> [Records supplied]
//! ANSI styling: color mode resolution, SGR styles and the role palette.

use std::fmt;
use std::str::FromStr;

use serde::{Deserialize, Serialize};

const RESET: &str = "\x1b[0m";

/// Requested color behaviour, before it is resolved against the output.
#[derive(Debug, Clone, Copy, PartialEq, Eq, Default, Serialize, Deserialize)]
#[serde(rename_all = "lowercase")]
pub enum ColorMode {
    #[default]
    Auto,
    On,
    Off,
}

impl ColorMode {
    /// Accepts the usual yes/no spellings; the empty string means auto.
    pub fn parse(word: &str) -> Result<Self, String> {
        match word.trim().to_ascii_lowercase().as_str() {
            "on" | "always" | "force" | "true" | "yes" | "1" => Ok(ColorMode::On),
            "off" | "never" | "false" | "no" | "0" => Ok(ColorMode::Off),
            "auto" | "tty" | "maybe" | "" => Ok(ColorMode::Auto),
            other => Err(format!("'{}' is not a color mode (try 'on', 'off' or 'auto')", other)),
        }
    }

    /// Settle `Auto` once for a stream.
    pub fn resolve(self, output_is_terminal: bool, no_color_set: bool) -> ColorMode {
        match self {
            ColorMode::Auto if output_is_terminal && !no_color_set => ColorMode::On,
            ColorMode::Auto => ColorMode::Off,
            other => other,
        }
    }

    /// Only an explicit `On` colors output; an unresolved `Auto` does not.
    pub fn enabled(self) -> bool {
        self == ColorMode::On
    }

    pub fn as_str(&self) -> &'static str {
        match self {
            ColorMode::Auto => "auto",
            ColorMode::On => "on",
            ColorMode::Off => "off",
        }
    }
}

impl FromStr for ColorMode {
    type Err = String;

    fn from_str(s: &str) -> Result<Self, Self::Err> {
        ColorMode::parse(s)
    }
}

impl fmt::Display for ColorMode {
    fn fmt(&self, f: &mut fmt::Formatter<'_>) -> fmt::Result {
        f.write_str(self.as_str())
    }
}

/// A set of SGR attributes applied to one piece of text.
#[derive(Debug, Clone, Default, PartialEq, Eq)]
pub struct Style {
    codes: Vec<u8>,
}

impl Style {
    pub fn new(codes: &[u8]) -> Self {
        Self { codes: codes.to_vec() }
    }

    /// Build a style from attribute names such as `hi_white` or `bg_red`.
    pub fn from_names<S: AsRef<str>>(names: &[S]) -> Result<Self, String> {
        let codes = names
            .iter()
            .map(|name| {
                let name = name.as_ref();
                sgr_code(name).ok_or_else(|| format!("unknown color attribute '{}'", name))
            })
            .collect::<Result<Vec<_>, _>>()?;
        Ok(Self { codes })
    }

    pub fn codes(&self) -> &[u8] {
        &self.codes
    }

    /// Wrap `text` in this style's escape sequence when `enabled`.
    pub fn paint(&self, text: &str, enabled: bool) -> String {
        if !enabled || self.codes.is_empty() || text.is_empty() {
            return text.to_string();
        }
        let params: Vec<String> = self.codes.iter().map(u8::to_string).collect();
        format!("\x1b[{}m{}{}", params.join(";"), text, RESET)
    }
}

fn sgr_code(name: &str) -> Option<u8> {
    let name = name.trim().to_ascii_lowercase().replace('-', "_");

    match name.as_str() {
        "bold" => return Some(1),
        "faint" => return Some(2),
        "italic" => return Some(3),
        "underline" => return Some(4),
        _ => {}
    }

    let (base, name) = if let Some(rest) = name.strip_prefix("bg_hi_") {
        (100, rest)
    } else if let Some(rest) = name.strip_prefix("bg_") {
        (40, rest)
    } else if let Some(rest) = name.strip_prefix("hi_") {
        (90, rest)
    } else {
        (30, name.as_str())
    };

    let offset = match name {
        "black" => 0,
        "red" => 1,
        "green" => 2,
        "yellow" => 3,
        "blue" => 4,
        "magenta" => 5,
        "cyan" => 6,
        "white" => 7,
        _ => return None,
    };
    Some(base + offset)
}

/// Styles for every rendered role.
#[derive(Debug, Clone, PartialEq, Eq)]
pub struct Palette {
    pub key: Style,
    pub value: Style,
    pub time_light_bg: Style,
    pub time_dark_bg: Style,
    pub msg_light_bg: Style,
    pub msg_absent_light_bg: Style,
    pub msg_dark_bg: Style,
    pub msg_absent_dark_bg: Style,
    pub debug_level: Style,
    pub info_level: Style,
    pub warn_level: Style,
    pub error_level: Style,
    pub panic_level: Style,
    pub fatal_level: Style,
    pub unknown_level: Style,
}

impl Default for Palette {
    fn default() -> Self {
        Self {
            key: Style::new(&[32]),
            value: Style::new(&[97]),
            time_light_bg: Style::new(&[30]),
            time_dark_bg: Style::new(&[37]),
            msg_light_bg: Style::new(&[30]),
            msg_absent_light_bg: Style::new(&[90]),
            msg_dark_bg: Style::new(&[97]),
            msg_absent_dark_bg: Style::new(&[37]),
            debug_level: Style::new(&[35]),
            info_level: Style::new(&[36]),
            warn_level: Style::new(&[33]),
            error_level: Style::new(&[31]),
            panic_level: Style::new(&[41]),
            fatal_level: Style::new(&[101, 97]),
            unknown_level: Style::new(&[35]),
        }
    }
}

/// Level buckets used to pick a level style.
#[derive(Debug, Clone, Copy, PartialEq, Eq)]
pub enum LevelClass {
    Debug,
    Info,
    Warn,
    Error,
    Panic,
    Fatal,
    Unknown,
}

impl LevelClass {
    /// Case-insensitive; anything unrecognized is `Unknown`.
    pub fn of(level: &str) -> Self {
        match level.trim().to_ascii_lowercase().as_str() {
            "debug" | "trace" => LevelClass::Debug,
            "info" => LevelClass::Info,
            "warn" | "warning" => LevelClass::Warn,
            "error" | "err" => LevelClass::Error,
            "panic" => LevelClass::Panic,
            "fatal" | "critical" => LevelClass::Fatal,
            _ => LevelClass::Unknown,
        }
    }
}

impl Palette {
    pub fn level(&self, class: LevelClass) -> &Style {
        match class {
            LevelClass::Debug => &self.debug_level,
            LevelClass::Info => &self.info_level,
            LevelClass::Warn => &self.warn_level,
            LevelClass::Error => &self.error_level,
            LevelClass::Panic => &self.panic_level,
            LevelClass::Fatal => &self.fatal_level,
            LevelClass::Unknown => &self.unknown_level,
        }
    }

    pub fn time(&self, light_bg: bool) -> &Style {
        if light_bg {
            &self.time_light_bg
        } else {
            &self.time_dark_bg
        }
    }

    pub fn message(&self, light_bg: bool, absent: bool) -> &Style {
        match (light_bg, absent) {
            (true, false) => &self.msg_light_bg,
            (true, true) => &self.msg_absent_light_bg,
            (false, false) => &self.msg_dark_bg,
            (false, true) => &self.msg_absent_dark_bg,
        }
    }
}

--

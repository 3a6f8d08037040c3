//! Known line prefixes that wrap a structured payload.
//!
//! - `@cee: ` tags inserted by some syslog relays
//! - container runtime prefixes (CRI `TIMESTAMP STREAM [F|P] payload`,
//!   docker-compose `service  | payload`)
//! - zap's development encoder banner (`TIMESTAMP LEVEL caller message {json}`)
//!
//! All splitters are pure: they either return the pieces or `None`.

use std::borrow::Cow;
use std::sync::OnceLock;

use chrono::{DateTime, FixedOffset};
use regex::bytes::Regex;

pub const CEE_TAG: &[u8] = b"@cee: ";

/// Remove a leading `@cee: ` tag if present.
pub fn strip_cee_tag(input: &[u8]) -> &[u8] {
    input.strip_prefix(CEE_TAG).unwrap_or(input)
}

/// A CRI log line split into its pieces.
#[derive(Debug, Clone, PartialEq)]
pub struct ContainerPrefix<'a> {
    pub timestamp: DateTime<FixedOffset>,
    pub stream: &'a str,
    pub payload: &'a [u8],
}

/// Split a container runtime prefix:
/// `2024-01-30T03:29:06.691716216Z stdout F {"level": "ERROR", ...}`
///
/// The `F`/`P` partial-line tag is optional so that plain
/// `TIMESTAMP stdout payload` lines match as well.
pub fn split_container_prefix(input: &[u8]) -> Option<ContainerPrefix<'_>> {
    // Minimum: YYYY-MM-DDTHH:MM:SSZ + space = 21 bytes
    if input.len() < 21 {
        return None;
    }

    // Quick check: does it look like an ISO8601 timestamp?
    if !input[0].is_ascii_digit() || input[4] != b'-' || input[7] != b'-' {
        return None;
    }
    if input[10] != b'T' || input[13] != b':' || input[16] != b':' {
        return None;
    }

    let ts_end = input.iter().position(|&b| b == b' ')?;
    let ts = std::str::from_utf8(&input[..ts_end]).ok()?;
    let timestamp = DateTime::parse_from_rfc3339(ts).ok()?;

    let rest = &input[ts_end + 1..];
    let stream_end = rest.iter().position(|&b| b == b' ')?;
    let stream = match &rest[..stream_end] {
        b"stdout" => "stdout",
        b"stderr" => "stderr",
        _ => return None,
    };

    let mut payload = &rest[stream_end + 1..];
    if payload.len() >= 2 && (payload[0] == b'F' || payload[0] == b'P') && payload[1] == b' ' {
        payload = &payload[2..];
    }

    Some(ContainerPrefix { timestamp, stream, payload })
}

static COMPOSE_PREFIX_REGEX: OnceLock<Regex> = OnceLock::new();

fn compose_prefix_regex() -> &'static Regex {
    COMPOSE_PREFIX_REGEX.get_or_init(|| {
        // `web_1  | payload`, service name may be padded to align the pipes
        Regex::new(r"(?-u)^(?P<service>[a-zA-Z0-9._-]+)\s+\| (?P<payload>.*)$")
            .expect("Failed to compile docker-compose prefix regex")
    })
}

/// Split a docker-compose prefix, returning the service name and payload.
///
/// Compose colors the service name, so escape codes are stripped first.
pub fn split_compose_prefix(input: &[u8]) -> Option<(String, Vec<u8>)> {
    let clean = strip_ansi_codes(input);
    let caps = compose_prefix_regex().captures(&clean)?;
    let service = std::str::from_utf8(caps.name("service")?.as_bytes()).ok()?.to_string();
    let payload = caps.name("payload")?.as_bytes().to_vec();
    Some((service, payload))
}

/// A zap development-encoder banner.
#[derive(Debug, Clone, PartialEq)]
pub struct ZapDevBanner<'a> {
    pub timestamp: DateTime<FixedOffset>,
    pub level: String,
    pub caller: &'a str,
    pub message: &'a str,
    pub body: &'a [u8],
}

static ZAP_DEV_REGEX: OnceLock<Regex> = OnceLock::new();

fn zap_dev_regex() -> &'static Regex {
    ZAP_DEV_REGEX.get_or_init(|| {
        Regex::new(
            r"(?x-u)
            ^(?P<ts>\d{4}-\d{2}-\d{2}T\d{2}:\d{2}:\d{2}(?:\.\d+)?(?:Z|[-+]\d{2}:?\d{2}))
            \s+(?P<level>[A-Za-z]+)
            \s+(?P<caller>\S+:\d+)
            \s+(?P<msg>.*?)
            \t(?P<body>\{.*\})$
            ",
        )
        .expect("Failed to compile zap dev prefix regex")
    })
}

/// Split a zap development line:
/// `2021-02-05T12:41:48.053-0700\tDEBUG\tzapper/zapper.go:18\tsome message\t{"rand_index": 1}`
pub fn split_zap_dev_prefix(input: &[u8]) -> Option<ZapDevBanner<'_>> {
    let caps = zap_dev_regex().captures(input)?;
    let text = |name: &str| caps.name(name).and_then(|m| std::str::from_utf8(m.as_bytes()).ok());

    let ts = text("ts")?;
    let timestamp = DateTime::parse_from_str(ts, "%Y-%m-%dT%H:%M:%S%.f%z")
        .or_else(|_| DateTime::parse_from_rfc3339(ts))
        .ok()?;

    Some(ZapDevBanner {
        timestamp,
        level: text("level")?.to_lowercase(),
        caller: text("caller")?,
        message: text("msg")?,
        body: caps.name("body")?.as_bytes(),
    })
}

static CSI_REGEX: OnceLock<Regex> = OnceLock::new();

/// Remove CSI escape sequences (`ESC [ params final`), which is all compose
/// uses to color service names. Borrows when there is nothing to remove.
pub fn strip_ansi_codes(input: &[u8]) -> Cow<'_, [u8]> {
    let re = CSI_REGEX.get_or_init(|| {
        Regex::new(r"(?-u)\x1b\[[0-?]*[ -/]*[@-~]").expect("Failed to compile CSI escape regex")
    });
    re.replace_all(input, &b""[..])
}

...

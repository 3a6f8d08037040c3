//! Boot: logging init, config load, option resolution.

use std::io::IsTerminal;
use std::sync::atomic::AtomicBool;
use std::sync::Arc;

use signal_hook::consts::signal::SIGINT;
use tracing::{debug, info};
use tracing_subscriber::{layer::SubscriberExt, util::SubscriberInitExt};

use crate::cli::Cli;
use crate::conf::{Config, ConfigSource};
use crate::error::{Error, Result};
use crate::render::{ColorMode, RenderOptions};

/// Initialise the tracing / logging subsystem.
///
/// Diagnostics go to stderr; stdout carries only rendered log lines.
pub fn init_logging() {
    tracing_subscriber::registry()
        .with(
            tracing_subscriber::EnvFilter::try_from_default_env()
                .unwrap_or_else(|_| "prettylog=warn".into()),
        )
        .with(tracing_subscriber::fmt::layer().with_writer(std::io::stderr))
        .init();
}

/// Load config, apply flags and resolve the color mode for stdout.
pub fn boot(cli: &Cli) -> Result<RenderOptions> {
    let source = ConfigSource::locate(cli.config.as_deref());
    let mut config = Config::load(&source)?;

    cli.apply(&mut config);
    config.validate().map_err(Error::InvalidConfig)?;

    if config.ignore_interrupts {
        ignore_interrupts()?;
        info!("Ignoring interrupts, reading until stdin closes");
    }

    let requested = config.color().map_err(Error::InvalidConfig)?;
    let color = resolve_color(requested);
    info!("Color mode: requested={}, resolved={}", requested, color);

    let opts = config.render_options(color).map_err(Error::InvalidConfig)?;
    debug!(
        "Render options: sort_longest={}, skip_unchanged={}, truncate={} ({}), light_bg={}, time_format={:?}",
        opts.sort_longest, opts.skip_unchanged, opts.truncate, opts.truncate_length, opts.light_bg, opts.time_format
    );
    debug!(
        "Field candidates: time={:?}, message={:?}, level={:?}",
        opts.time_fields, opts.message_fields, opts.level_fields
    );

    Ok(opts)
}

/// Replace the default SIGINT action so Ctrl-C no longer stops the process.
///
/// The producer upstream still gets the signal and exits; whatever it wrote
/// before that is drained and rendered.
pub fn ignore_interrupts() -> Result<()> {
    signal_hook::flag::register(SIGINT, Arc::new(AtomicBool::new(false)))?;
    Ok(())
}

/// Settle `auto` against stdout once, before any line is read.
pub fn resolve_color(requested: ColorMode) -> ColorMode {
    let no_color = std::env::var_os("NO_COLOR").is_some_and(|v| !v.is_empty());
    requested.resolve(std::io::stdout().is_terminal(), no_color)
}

> [Work item]
Go through the listing above and find each line that contains "other", then copy it.

> [The completed task]
            other => Err(format!("'{}' is not a color mode (try 'on', 'off' or 'auto')", other)),
            other => other,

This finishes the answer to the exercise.